▶ _What you should do_:
Please copy out each line of the entries in which "ExtractedDocument" appears.

▶ _Record excerpts_:
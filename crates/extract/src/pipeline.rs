//! Document → chunks → records, one chunk at a time in source order.

use std::sync::Arc;
use std::time::Duration;

use serde_json::Value;
use tokio::time::Instant;
use tracing::{debug, info, warn};

use cerebro_core::config::Config;
use cerebro_core::{CerebroError, Record};
use cerebro_ingest::{chunk_document, extract_text, Chunk, ChunkConfig, ExtractedDocument};
use cerebro_llm::{GenerationRequest, Generator};

use crate::consolidate::{ChunkReport, ChunkStatus, Consolidator, ResultSet};
use crate::context::PipelineContext;
use crate::error::PipelineError;
use crate::normalize::normalize_records;
use crate::retry::{run_chunk, ChunkOutcome, Recovery, RetryPolicy};
use crate::schema::{records_schema, DEFAULT_INSTRUCTION};

/// Extraction pipeline for one document at a time.
pub struct Pipeline {
    ctx: PipelineContext,
    chunking: ChunkConfig,
    instruction: String,
    schema: Value,
    temperature: f32,
    max_tokens: u32,
    timeout: Option<Duration>,
}

impl Pipeline {
    pub fn new(ctx: PipelineContext, chunking: ChunkConfig) -> Self {
        Self {
            ctx,
            chunking,
            instruction: DEFAULT_INSTRUCTION.to_string(),
            schema: records_schema(),
            temperature: 0.1,
            max_tokens: 8192,
            timeout: None,
        }
    }

    /// Build a pipeline from loaded configuration around an existing backend.
    pub fn from_config(config: &Config, generator: Arc<dyn Generator>) -> Result<Self, CerebroError> {
        let ctx = PipelineContext::new(generator, RetryPolicy::from(&config.pipeline));
        let mut pipeline = Self::new(ctx, ChunkConfig::from(&config.pipeline))
            .with_generation(config.llm.temperature, config.llm.max_tokens)
            .with_timeout(config.pipeline.timeout_secs.map(Duration::from_secs));
        if let Some(instruction) = config.pipeline.load_instruction()? {
            pipeline = pipeline.with_instruction(instruction);
        }
        Ok(pipeline)
    }

    pub fn with_instruction(mut self, instruction: impl Into<String>) -> Self {
        self.instruction = instruction.into();
        self
    }

    pub fn with_generation(mut self, temperature: f32, max_tokens: u32) -> Self {
        self.temperature = temperature;
        self.max_tokens = max_tokens;
        self
    }

    /// Overall deadline per document. Chunks not started in time are left
    /// unprocessed, exactly as on cancellation.
    pub fn with_timeout(mut self, timeout: Option<Duration>) -> Self {
        self.timeout = timeout;
        self
    }

    pub fn context(&self) -> &PipelineContext {
        &self.ctx
    }

    /// Extract text from raw file bytes and process it. Failing to read the
    /// document is the only fatal error.
    pub async fn process_bytes(&self, bytes: &[u8], filename: &str) -> Result<ResultSet, PipelineError> {
        let doc = extract_text(bytes, filename)?;
        Ok(self.process_document(&doc).await)
    }

    /// Run every non-blank chunk of `doc` through generation, repair and
    /// normalization. Always returns a result set; chunk failures are
    /// reported in it.
    pub async fn process_document(&self, doc: &ExtractedDocument) -> ResultSet {
        let deadline = self.timeout.map(|t| Instant::now() + t);
        let blank_pages = doc.blank_pages().len();
        let mut chunks = chunk_document(doc, &self.chunking);
        let mut consolidator = Consolidator::new(&doc.filename, doc.page_count(), blank_pages);

        info!(
            document = %doc.filename,
            pages = doc.page_count(),
            blank_pages,
            chars = doc.total_chars(),
            chunks = chunks.len(),
            backend = self.ctx.generator.name(),
            "processing document"
        );

        while let Some(chunk) = chunks.next() {
            if chunk.is_blank() {
                debug!(chunk = %chunk.label, "skipping blank chunk");
                continue;
            }

            if self.should_stop(deadline) {
                let remaining = chunk.content_pages() + pending_pages(chunks.clone());
                warn!(chunk = %chunk.label, remaining_pages = remaining, "run stopped before chunk");
                consolidator.mark_cancelled(remaining);
                break;
            }

            let request = self.request_for(&chunk);
            let outcome = run_chunk(&self.ctx, &request, &chunk.label, deadline).await;
            let stopped = matches!(outcome, ChunkOutcome::Cancelled { .. });
            let (report, records) = report_outcome(&chunk, outcome);
            consolidator.push_chunk(report, records);

            if stopped {
                consolidator.mark_cancelled(pending_pages(chunks.clone()));
                break;
            }
        }

        let result = consolidator.finish();
        let s = &result.summary;
        info!(
            document = %result.document,
            records = s.records_recovered,
            dropped = s.records_dropped,
            succeeded = s.chunks_succeeded,
            partial = s.chunks_partial,
            exhausted = s.chunks_exhausted,
            cancelled = s.cancelled,
            "document processed"
        );
        result
    }

    fn should_stop(&self, deadline: Option<Instant>) -> bool {
        self.ctx.is_cancelled() || deadline.is_some_and(|d| Instant::now() >= d)
    }

    fn request_for(&self, chunk: &Chunk) -> GenerationRequest {
        GenerationRequest {
            instruction: self.instruction.clone(),
            content: format!("Technical document content ({}):\n{}", chunk.label, chunk.content),
            schema: Some(self.schema.clone()),
            temperature: self.temperature,
            max_tokens: self.max_tokens,
        }
    }
}

/// Pages with text in the chunks not yet visited.
fn pending_pages(rest: impl Iterator<Item = Chunk>) -> usize {
    rest.map(|c| c.content_pages()).sum()
}

/// Turn a chunk's terminal state into its report and normalized records.
fn report_outcome(chunk: &Chunk, outcome: ChunkOutcome) -> (ChunkReport, Vec<Record>) {
    match outcome {
        ChunkOutcome::Succeeded { values, recovery, attempts } => {
            let status = match recovery {
                Recovery::Clean => ChunkStatus::Succeeded,
                Recovery::Repaired(_) => ChunkStatus::Partial,
            };
            let (records, dropped) = normalize_records(values, &chunk.label);
            let mut report = ChunkReport::new(chunk, status);
            report.recovery = Some(recovery);
            report.attempts = attempts;
            report.dropped_records = dropped;
            (report, records)
        }
        ChunkOutcome::Exhausted { attempts, error } => {
            let mut report = ChunkReport::new(chunk, ChunkStatus::Exhausted);
            report.attempts = attempts;
            report.error = Some(error.to_string());
            (report, Vec::new())
        }
        ChunkOutcome::Cancelled { attempts, error } => {
            let mut report = ChunkReport::new(chunk, ChunkStatus::Cancelled);
            report.attempts = attempts;
            report.error = error.map(|e| e.to_string());
            (report, Vec::new())
        }
    }
}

▶ _The completed task_:
use cerebro_ingest::{chunk_document, extract_text, Chunk, ChunkConfig, ExtractedDocument};
    pub async fn process_document(&self, doc: &ExtractedDocument) -> ResultSet {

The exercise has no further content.